EDEBİYATI ETKİLEYEN DÜŞÜNCE AKIMLARI
OSMANLICILIK: Osmanlı Devleti kendi bünyesinde yaşayan, değişik din ve dilden olan halkları Osmanlı bilinciyle bir ortak noktada toplayarak birleştirmeye yönelmiş, böylelikle milliyetçilikten kaynaklanan azınlık ayaklanmalarının ve Avrupalı devletlerin iç işlerimize karışması önlenmiş olacaktır. Osmanlıcılık fikri; Tanzimat, Islahat ve I. Meşrutiyet dönemlerinde etkili olmuştur. Özellikle Jön Türkler bu akımı savunmuşlardır.
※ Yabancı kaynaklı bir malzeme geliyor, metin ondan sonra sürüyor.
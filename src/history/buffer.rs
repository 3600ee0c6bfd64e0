//! Bounded circular buffer of history entries.

use std::collections::VecDeque;

use thiserror::Error;

/// Result type for history operations.
pub type Result<T> = std::result::Result<T, HistoryError>;

/// Errors that can occur while navigating the history.
#[derive(Debug, Clone, Copy, PartialEq, Eq, Error)]
pub enum HistoryError {
    /// Undo was requested on a buffer that holds no entry at all.
    #[error("the undo history is empty")]
    EmptyHistory,
    /// Redo was requested with no undone suffix available.
    #[error("nothing to redo")]
    NothingToRedo,
}

/// Fixed-capacity history of opaque snapshots with a cursor.
///
/// `pointer` is 1-indexed and marks "one past the active entry", so the
/// active entry lives at `pointer - 1`. Entries at `pointer..` form the
/// future slice that can be redone. They only exist while `redo_available`
/// holds and are discarded by the next [`push`](Self::push).
///
/// When the buffer is full, a push evicts the oldest entry (index 0) and
/// slides the cursor back by one before inserting. The storage is a ring,
/// so eviction does not move the remaining entries.
#[derive(Debug, Clone)]
pub struct HistoryBuffer<T> {
    entries: VecDeque<T>,
    pointer: usize,
    capacity: usize,
    redo_available: bool,
}

impl<T> HistoryBuffer<T> {
    /// Create a buffer holding at most `capacity` entries, seeded with
    /// `baseline`. A capacity of zero is treated as one.
    pub fn new(capacity: usize, baseline: T) -> Self {
        let capacity = capacity.max(1);
        let mut buffer = Self {
            entries: VecDeque::with_capacity(capacity),
            pointer: 0,
            capacity,
            redo_available: false,
        };
        buffer.reset(baseline);
        buffer
    }

    /// Drop every entry and start over from a single baseline entry.
    /// Returns the dropped entries, oldest first.
    pub fn reset(&mut self, baseline: T) -> Vec<T> {
        let dropped = self.entries.drain(..).collect();
        self.entries.push_back(baseline);
        self.pointer = 1;
        self.redo_available = false;
        dropped
    }

    /// Commit a new entry after the active one.
    ///
    /// Anything that was undone before this call can no longer be redone.
    /// Returns the entries that left the buffer: the evicted oldest one and
    /// the discarded future slice.
    pub fn push(&mut self, entry: T) -> Vec<T> {
        let mut dropped = Vec::new();
        if self.entries.len() == self.capacity {
            dropped.extend(self.entries.pop_front());
            self.pointer = self.pointer.saturating_sub(1);
        }

        // Inserting at the cursor and erasing everything after it is the same
        // as cutting the future slice and appending.
        dropped.extend(self.entries.drain(self.pointer..));
        self.entries.push_back(entry);
        self.pointer += 1;

        self.redo_available = false;
        dropped
    }

    /// Step back one entry and return the state now active.
    ///
    /// At the oldest retained entry the cursor stays put and that entry is
    /// returned again.
    pub fn undo(&mut self) -> Result<&T> {
        if self.entries.is_empty() {
            return Err(HistoryError::EmptyHistory);
        }

        self.pointer = self.pointer.saturating_sub(1).max(1);
        self.redo_available = true;

        self.entries
            .get(self.pointer - 1)
            .ok_or(HistoryError::EmptyHistory)
    }

    /// Step forward one entry and return the state now active.
    pub fn redo(&mut self) -> Result<&T> {
        if !self.redo_available {
            return Err(HistoryError::NothingToRedo);
        }

        self.pointer = (self.pointer + 1).min(self.entries.len());

        self.entries
            .get(self.pointer.saturating_sub(1))
            .ok_or(HistoryError::EmptyHistory)
    }

    /// The active entry.
    pub fn current(&self) -> Option<&T> {
        self.pointer
            .checked_sub(1)
            .and_then(|index| self.entries.get(index))
    }

    /// The entry right after the active one, i.e. the one the last undo
    /// stepped away from.
    pub fn peek_next(&self) -> Option<&T> {
        if self.pointer < 1 {
            return None;
        }
        self.entries.get(self.pointer)
    }

    /// Replace the active entry wholesale, returning the previous one.
    pub fn replace_current(&mut self, entry: T) -> Result<T> {
        let slot = self
            .pointer
            .checked_sub(1)
            .and_then(|index| self.entries.get_mut(index))
            .ok_or(HistoryError::EmptyHistory)?;
        Ok(std::mem::replace(slot, entry))
    }

    /// Whether an undo would move the cursor.
    pub fn can_undo(&self) -> bool {
        self.pointer > 1
    }

    /// Whether a redo would succeed.
    pub fn can_redo(&self) -> bool {
        self.redo_available
    }

    /// Number of retained entries
    pub fn len(&self) -> usize {
        self.entries.len()
    }

    pub fn is_empty(&self) -> bool {
        self.entries.is_empty()
    }

    /// Maximum number of retained entries
    pub fn capacity(&self) -> usize {
        self.capacity
    }

    /// Cursor position, one past the active entry
    pub fn pointer(&self) -> usize {
        self.pointer
    }

    /// Retained entries, oldest first
    pub fn iter(&self) -> impl Iterator<Item = &T> {
        self.entries.iter()
    }
}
Namık Kemal, Ziya Paşa, Ahmet Mithat Efendi gibi isimler bu akımı savunanlar arasındadır.
İSLAMCILIK: Osmanlıcılık fikrine karşı II. Abdülhamit İslamcılık fikrine destek vermiştir. Devletin kurtarılmasının İslam’la gerçekleşeceğini savunan bir grup içinden bir kısım İslamcılar bütün Müslümanları birleştirerek İslam imparatorluğu kurmayı ve halife sıfatından dolayı Osmanlı padişahını imparatorluğun başına geçirmeye hedefleyen ümmetçilik fikrini ortaya atmışlardır. Ancak bu fikir I. Dünya Savaşı sırasında Arapların İngilizlerle Osmanlıya karşı olması yüzünden geçerliliğini kaybetmiştir. Bu akımı savunanlar arasında Mehmet Akif Ersoy, Sait Halim Paşa,Cevdet Paşa da vardır.
TURANCILIK: II. Meşrutiyet döneminde çıkan bu fikir bütün Türkleri bir bayrağın altında toplamaya yöneliktir. Ancak uygulanamayacağı ortaya çıkınca Ziya Gökalp tarafından bir edebi akım olarak Türkçülüğe dönüştürülmüştür. Türkçülük; Kurtuluş Savaşı döneminde etkili olmuştur. Mehmet Emin Yurdakul, Hüseyin Nihal Atsız, Ziya Gökalp, Ömer Seyfettin, Ali Canip Yöntem, Ahmet Hikmet Müftüoğlu, Yusuf Akçura, Hamdullah Suphi akımın etkisindedirler.
BATICILIK: Osmanlı devletinin çöküş dönemine girmesini Batı bilim ve tekniğinden uzak kalma nedenlerine bağlayan bu fikir, çöküşü önlemeye yönelik olarak da batı bilim ve tekniğine yönelmeyi önermişse de köklü batıcılık yerine yüzeysellikten ileriye gidememiştir. II. Meşrutiyet döneminde kendini göstermiştir. Bu akımı Abdullah Cevdet, Tevfik Fikret, Celal Nuri gibi isimler savunmuşlardır.
MİLLİ EDEBİYAT DÖNEMİNDE ŞİİRDE ÜÇ FARKLI ANLAYIŞ VARDI.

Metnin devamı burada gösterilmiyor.